The Godard movie you use to turn people into Godard-heads, “Band of Outsiders” wasn’t, as it were, always liked. When it bowed in 1964, not all of the director’s fans — including certain colleagues in the French New Wave — were happy. (One of its detractors: Godard himself, who’s called it one of his worst.) Some treated his latest, produced by a big American studio (Columbia), like his sell-out film — or as sell-out as someone as severely modernist as Godard could be. No question “Outsiders” is as straightforward (and therefore approachable) as his cinema gets. But saying that is to say it’s still fragmented and formally playful, easily distracted and casual about mixing genres. It begs you to underrate it.
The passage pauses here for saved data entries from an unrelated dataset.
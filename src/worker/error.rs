//! Errors surfaced by the worker manager.

use thiserror::Error;

use crate::error::ContainerError;

/// Errors raised while discovering or supervising workers. Per spec.md
/// §7, supervisor failures never abort the process on their own — this
/// type exists for diagnostics and for the (rare) case a host wants to
/// treat worker discovery failure as fatal.
#[derive(Debug, Error)]
pub enum WorkerError {
    /// Discovering workers via the capability registry failed to resolve
    /// one of them.
    #[error("failed to resolve worker: {0}")]
    Discovery(#[from] ContainerError),

    /// A worker's run loop panicked. Recovered via `JoinHandle`'s own
    /// panic propagation rather than `catch_unwind` across an await point.
    #[error("worker `{name}` panicked: {message}")]
    Panicked { name: String, message: String },

    /// The worker's circuit breaker tripped after repeated failures; it
    /// will not be restarted again.
    #[error("worker `{name}` tripped after {failures} failures in {window:?}")]
    CircuitTripped {
        name: String,
        failures: u32,
        window: std::time::Duration,
    },
}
For one thing, what is it? Is it a crime film? Is it a youth film? Is it a Godard film? It’s all three, but mostly the third. Like “Shoot the Piano Player,” made by the filmmaker’s friend-turned-foe Francois Truffaut three years earlier, it’s adapted (loosely) from American pulp fiction. “Outsiders” follows the general plot of “Fool’s Gold,” by Dolores Hitchens: Two petty thieves (Claude Brasseur and Sami Frey) coerce a young woman (Anna Karina) into helping them swipe a booty from her aunt’s villa. But that leaves plenty of time to kill before the big swindle.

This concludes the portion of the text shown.